La terapia comportamentale non agisce sui sintomi in sé, ma sull’ambiente del bambino. Insegna ai genitori a rafforzare i comportamenti positivi, a gestire quelli negativi senza punizioni eccessive e a introdurre strumenti pratici, come calendari visivi o routine strutturate. L'obiettivo è costruire abitudini compatibili con il funzionamento del cervello del bambino.
I farmaci, al contrario, riducono temporaneamente sintomi come l’iperattività e la scarsa attenzione, ma non offrono strumenti duraturi. "Per i bambini sopra i sei anni", sottolinea Bannett, "la combinazione di entrambe le terapie è la scelta più efficace, perché i farmaci alleviano i sintomi e la terapia comportamentale fornisce competenze che restano nel tempo".

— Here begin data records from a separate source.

//! Pong match
//!
//! Owns the ball, both paddles and their controllers. The host calls
//! [`PongMatch::tick`] once per simulation step with the current wall-clock
//! time; serve delays are deadlines checked against that time, so dropping a
//! match leaves nothing scheduled behind.

use rand::{Rng, SeedableRng};
use rand_pcg::Pcg32;

use super::opponent::{KeyboardController, PaddleController};
use super::phase::{MatchPhase, PhaseEvent, PhaseMachine};
use super::physics::{Ball, Direction, Paddle, PongRules, Side, StepEvents, step_rally};
use crate::api::{Credential, Participant, ScoreReport};

/// Final result of a pong match
#[derive(Debug, Clone, PartialEq, Eq)]
pub struct PongOutcome {
    pub winner: Side,
    pub left_score: u32,
    pub right_score: u32,
}

impl PongOutcome {
    pub fn score_of(&self, side: Side) -> u32 {
        match side {
            Side::Left => self.left_score,
            Side::Right => self.right_score,
        }
    }
}

/// A pong match between the local keyboard player on the left and an
/// opponent controller on the right
pub struct PongMatch<O: PaddleController = Box<dyn PaddleController>> {
    rules: PongRules,
    fsm: PhaseMachine,
    ball: Ball,
    left: Paddle,
    right: Paddle,
    player: KeyboardController,
    opponent: O,
    /// Left is always a known player; the right seat is empty for the AI
    left_seat: Participant,
    right_seat: Option<Participant>,
    /// Side the next serve travels toward
    turn: Side,
    serve_at: Option<f64>,
    rng: Pcg32,
    outcome: Option<PongOutcome>,
    outcome_taken: bool,
}

impl<O: PaddleController> PongMatch<O> {
    pub fn new(
        rules: PongRules,
        left_seat: Participant,
        right_seat: Option<Participant>,
        player: KeyboardController,
        opponent: O,
        seed: u64,
    ) -> Self {
        Self {
            ball: Ball::centered(&rules),
            left: Paddle::new(Side::Left, &rules),
            right: Paddle::new(Side::Right, &rules),
            rules,
            fsm: PhaseMachine::new(),
            player,
            opponent,
            left_seat,
            right_seat,
            turn: Side::Right,
            serve_at: None,
            rng: Pcg32::seed_from_u64(seed),
            outcome: None,
            outcome_taken: false,
        }
    }

    pub fn rules(&self) -> &PongRules {
        &self.rules
    }

    pub fn phase(&self) -> MatchPhase {
        self.fsm.phase()
    }

    pub fn ball(&self) -> &Ball {
        &self.ball
    }

    pub fn paddle(&self, side: Side) -> &Paddle {
        match side {
            Side::Left => &self.left,
            Side::Right => &self.right,
        }
    }

    #[cfg(test)]
    pub(crate) fn paddle_mut(&mut self, side: Side) -> &mut Paddle {
        match side {
            Side::Left => &mut self.left,
            Side::Right => &mut self.right,
        }
    }

    pub fn seat(&self, side: Side) -> Option<&Participant> {
        match side {
            Side::Left => Some(&self.left_seat),
            Side::Right => self.right_seat.as_ref(),
        }
    }

    pub fn outcome(&self) -> Option<&PongOutcome> {
        self.outcome.as_ref()
    }

    /// Hand out the outcome exactly once
    pub fn take_outcome(&mut self) -> Option<PongOutcome> {
        if self.outcome_taken {
            return None;
        }
        let outcome = self.outcome.clone()?;
        self.outcome_taken = true;
        Some(outcome)
    }

    /// Show the start menu
    pub fn show(&mut self) {
        self.fsm.fire(PhaseEvent::Shown);
    }

    /// The ball is hidden until the serve delay has elapsed
    pub fn ball_visible(&self, now_ms: f64) -> bool {
        self.serve_at.is_none_or(|at| now_ms >= at)
    }

    /// Route a key press. Any key leaves the start menu, and that same key
    /// still counts as paddle input.
    pub fn key_down(&mut self, key: &str, now_ms: f64) -> bool {
        if self.phase() == MatchPhase::Menu && self.fsm.fire(PhaseEvent::AnyKey) {
            log::info!("Pong match started");
            self.serve_at = Some(now_ms);
        }
        if self.phase().is_over() {
            return false;
        }
        self.player.key_down(key, now_ms) || self.opponent.key_down(key, now_ms)
    }

    pub fn key_up(&mut self, key: &str) -> bool {
        self.player.key_up(key) || self.opponent.key_up(key)
    }

    /// Advance one simulation step
    pub fn tick(&mut self, now_ms: f64) -> StepEvents {
        if !self.phase().is_live() {
            return StepEvents::default();
        }

        self.player.drive(&mut self.left, &self.ball, &self.rules);
        self.opponent.drive(&mut self.right, &self.ball, &self.rules);

        if let Some(at) = self.serve_at
            && now_ms >= at
        {
            self.serve();
        }

        let events = step_rally(&mut self.ball, &self.left, &self.right, &self.rules);
        if let Some(scorer) = events.scorer {
            self.award_point(scorer, now_ms);
        }
        events
    }

    fn serve(&mut self) {
        self.serve_at = None;
        if self.phase() == MatchPhase::ScoredPause {
            self.fsm.fire(PhaseEvent::Served);
        }

        let low = self.rules.serve_margin;
        let high = self.rules.field_height - self.rules.serve_margin - self.ball.size.y;
        if low < high {
            self.ball.pos.y = self.rng.random_range(low..high);
        }
        self.ball.move_x = self.turn.toward();
        self.ball.move_y = if self.rng.random_bool(0.5) {
            Direction::Up
        } else {
            Direction::Down
        };
        log::debug!("Serve toward {:?}", self.turn);
    }

    fn award_point(&mut self, scorer: Side, now_ms: f64) {
        let paddle = match scorer {
            Side::Left => &mut self.left,
            Side::Right => &mut self.right,
        };
        paddle.score += 1;
        log::debug!(
            "Point to {:?} ({} - {})",
            scorer,
            self.left.score,
            self.right.score
        );

        self.ball = Ball::centered(&self.rules);
        self.turn = scorer.opponent();
        self.serve_at = Some(now_ms + self.rules.serve_delay_ms);
        self.fsm.fire(PhaseEvent::Scored);

        let target = self.rules.target_score;
        if self.left.score >= target || self.right.score >= target {
            self.finish(scorer);
        }
    }

    fn finish(&mut self, winner: Side) {
        if !self.fsm.fire(PhaseEvent::TargetReached) {
            return;
        }
        self.serve_at = None;
        self.player.release();
        self.opponent.release();
        let outcome = PongOutcome {
            winner,
            left_score: self.left.score,
            right_score: self.right.score,
        };
        log::info!(
            "Pong match over: {:?} wins {} - {}",
            winner,
            outcome.left_score,
            outcome.right_score
        );
        self.outcome = Some(outcome);
    }

    /// One report per seat holding a credential, each from that seat's
    /// point of view
    pub fn score_reports(&self) -> Vec<(Credential, ScoreReport)> {
        let Some(outcome) = &self.outcome else {
            return Vec::new();
        };
        [Side::Left, Side::Right]
            .into_iter()
            .filter_map(|side| {
                let seat = self.seat(side)?;
                let credential = seat.credential.clone()?;
                let their_username = self
                    .seat(side.opponent())
                    .map(|s| s.username().to_string())
                    .unwrap_or_default();
                Some((
                    credential,
                    ScoreReport {
                        their_username,
                        my_score: outcome.score_of(side),
                        their_score: outcome.score_of(side.opponent()),
                    },
                ))
            })
            .collect()
    }

    /// Drop held keys before the match is discarded
    pub fn teardown(&mut self) {
        self.player.release();
        self.opponent.release();
        self.serve_at = None;
    }
}

#[cfg(test)]
mod tests {
    use super::*;
    use crate::api::{Credential, PlayerIdentity};
    use crate::input::ControlMap;
    use crate::sim::opponent::{AiController, PaddleAction};

    fn left_keys() -> ControlMap<PaddleAction> {
        ControlMap::new()
            .bind("w", PaddleAction::Up)
            .bind("s", PaddleAction::Down)
    }

    fn right_keys() -> ControlMap<PaddleAction> {
        ControlMap::new()
            .bind("ArrowUp", PaddleAction::Up)
            .bind("ArrowDown", PaddleAction::Down)
    }

    fn seat(name: &str) -> Participant {
        Participant::new(PlayerIdentity::new(name), Credential::new(format!("tok-{name}")))
    }

    fn versus() -> PongMatch<KeyboardController> {
        PongMatch::new(
            PongRules::default(),
            seat("arthur"),
            Some(seat("ford")),
            KeyboardController::new(left_keys()),
            KeyboardController::new(right_keys()),
            42,
        )
    }

    fn started(m: &mut PongMatch<impl PaddleController>) {
        m.show();
        m.key_down("x", 0.0);
    }

    #[test]
    fn test_new_match_is_idle_until_shown() {
        let mut m = versus();
        assert_eq!(m.phase(), MatchPhase::Idle);
        m.show();
        assert_eq!(m.phase(), MatchPhase::Menu);
        assert_eq!(m.tick(0.0), StepEvents::default());
        assert!(!m.ball().is_moving());
    }

    #[test]
    fn test_any_key_starts_and_first_serve_goes_right() {
        let mut m = versus();
        started(&mut m);
        assert_eq!(m.phase(), MatchPhase::Running);
        m.tick(0.0);
        assert_eq!(m.ball().move_x, Direction::Right);
        assert!(m.ball().pos.y >= 200.0 && m.ball().pos.y <= 782.0);
    }

    #[test]
    fn test_point_freezes_ball_until_serve_delay() {
        let mut m = versus();
        started(&mut m);
        m.tick(0.0);
        m.ball.move_x = Direction::Left;
        m.ball.pos.x = 2.0;
        m.tick(10.0);

        assert_eq!(m.paddle(Side::Right).score, 1);
        assert_eq!(m.phase(), MatchPhase::ScoredPause);
        assert!(!m.ball().is_moving());
        assert!(!m.ball_visible(500.0));

        m.tick(500.0);
        assert!(!m.ball().is_moving());

        m.tick(1010.0);
        assert_eq!(m.phase(), MatchPhase::Running);
        // Loser receives the serve
        assert_eq!(m.ball().move_x, Direction::Left);
    }

    #[test]
    fn test_reports_from_each_side() {
        let mut m = versus();
        m.outcome = Some(PongOutcome {
            winner: Side::Left,
            left_score: 5,
            right_score: 3,
        });
        let reports = m.score_reports();
        assert_eq!(reports.len(), 2);
        assert_eq!(reports[0].0.token(), "tok-arthur");
        assert_eq!(
            reports[0].1,
            ScoreReport {
                their_username: "ford".into(),
                my_score: 5,
                their_score: 3
            }
        );
        assert_eq!(reports[1].1.their_username, "arthur");
        assert_eq!(reports[1].1.my_score, 3);
    }

    #[test]
    fn test_ai_seat_gets_no_report() {
        let mut m = PongMatch::new(
            PongRules::default(),
            seat("arthur"),
            None,
            KeyboardController::new(left_keys()),
            AiController,
            7,
        );
        m.outcome = Some(PongOutcome {
            winner: Side::Right,
            left_score: 1,
            right_score: 5,
        });
        let reports = m.score_reports();
        assert_eq!(reports.len(), 1);
        assert_eq!(reports[0].1.their_username, "");
    }

    /// Both players stand still at the center. Every serve slips past a
    /// paddle, so the first to five wins and the outcome is handed out once.
    #[test]
    fn test_five_points_end_the_match_once() {
        let mut m = versus();
        started(&mut m);

        let mut now = 0.0;
        let mut taken = Vec::new();
        for _ in 0..20_000 {
            now += 1000.0 / 60.0;
            m.tick(now);
            if let Some(outcome) = m.take_outcome() {
                taken.push(outcome);
            }
            if m.phase().is_over() {
                break;
            }
        }
        // Keep ticking after the end: nothing changes and nothing is re-emitted
        for _ in 0..100 {
            now += 1000.0 / 60.0;
            m.tick(now);
            assert!(m.take_outcome().is_none());
        }

        assert!(m.phase().is_over());
        assert_eq!(taken.len(), 1);
        let outcome = &taken[0];
        assert_eq!(outcome.score_of(outcome.winner), 5);
        assert!(outcome.score_of(outcome.winner.opponent()) < 5);
        assert_eq!(m.score_reports().len(), 2);
    }

    #[test]
    fn test_keys_ignored_after_match_end() {
        let mut m = versus();
        started(&mut m);
        m.left.score = 4;
        m.award_point(Side::Left, 0.0);
        assert!(m.phase().is_over());
        assert!(!m.key_down("w", 1.0));
    }

    #[test]
    fn test_teardown_releases_held_keys() {
        let mut m = versus();
        started(&mut m);
        m.key_down("w", 0.0);
        m.teardown();
        let y = m.paddle(Side::Left).pos.y;
        m.tick(20.0);
        assert_eq!(m.paddle(Side::Left).pos.y, y);
    }
}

Uno dei motivi principali della discrepanza tra i trattamenti consigliati e quelli effettivamente somministrati sembra infatti risiedere proprio nella difficoltà di accesso alla terapia comportamentale. In molte zone (e l'Italia rientra perfettamente in queato quadro) mancano professionisti formati, in altre i costi non sono coperti dalle assicurazioni. "Molti medici ci dicono: non abbiamo dove indirizzare le famiglie, quindi prescrivere un farmaco sembra l’unica opzione", racconta Bannett. Per colmare questa lacuna, gli esperti suggeriscono di diffondere risorse online gratuite o a basso costo, che possano aiutare i genitori a mettere in pratica i principi della terapia comportamentale anche senza un percorso specialistico immediato.